(Records excerpted from a collection)
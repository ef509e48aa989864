//! Error types for lattice construction and growth.
//!
//! Every variant except [`LatticeError::InvalidParameter`] and
//! [`LatticeError::DimensionMismatch`] is fatal for the owning run: a
//! failed growth leaves no state worth resuming from.

use crate::Coord;
use thiserror::Error;

/// Errors arising from lattice construction, indexing, or growth.
#[derive(Clone, Debug, PartialEq, Eq, Error)]
pub enum LatticeError {
    /// A linear index or capacity does not fit the index width.
    #[error("index overflow at {coord}: {detail}")]
    IndexOverflow {
        /// The coordinate being addressed when the overflow occurred.
        coord: Coord,
        /// Which computation overflowed.
        detail: String,
    },
    /// The occupancy store could not be grown.
    #[error("cannot allocate occupancy store of {requested} slots")]
    AllocationFailed {
        /// Slot count that was requested.
        requested: u64,
    },
    /// A remapped site landed outside the freshly grown store.
    #[error("remap produced index {index} outside capacity {capacity}")]
    RemapOutOfRange {
        /// The offending index.
        index: u64,
        /// Capacity after growth.
        capacity: u64,
    },
    /// Capacity and side length disagree.
    #[error(
        "capacity {capacity} is not side_length^dimension (side_length {side_length}, dimension {dimension})"
    )]
    GeometryMismatch {
        /// Current or requested capacity.
        capacity: u64,
        /// Side length of the addressable cube.
        side_length: u64,
        /// Lattice dimensionality.
        dimension: usize,
    },
    /// The strategy has no index formula for this dimensionality.
    #[error("dimension {dimension} unsupported (supported: {supported})")]
    UnsupportedDimension {
        /// Requested dimensionality.
        dimension: usize,
        /// Human-readable supported range.
        supported: &'static str,
    },
    /// A coordinate's arity does not match the lattice.
    #[error("expected {expected}D coordinate, got {got}D")]
    DimensionMismatch {
        /// Lattice dimensionality.
        expected: usize,
        /// Coordinate arity.
        got: usize,
    },
    /// A construction parameter is out of range.
    #[error("invalid lattice parameter `{name}`: {reason}")]
    InvalidParameter {
        /// Parameter name.
        name: &'static str,
        /// What is wrong with it.
        reason: String,
    },
}

impl LatticeError {
    /// Whether the error aborts the owning run.
    pub fn is_fatal(&self) -> bool {
        !matches!(
            self,
            Self::InvalidParameter { .. } | Self::DimensionMismatch { .. }
        )
    }
}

Task statement: Show all lines in the entries above where the word "store" appears.

Your response:
    /// The occupancy store could not be grown.
    #[error("cannot allocate occupancy store of {requested} slots")]
    /// A remapped site landed outside the freshly grown store.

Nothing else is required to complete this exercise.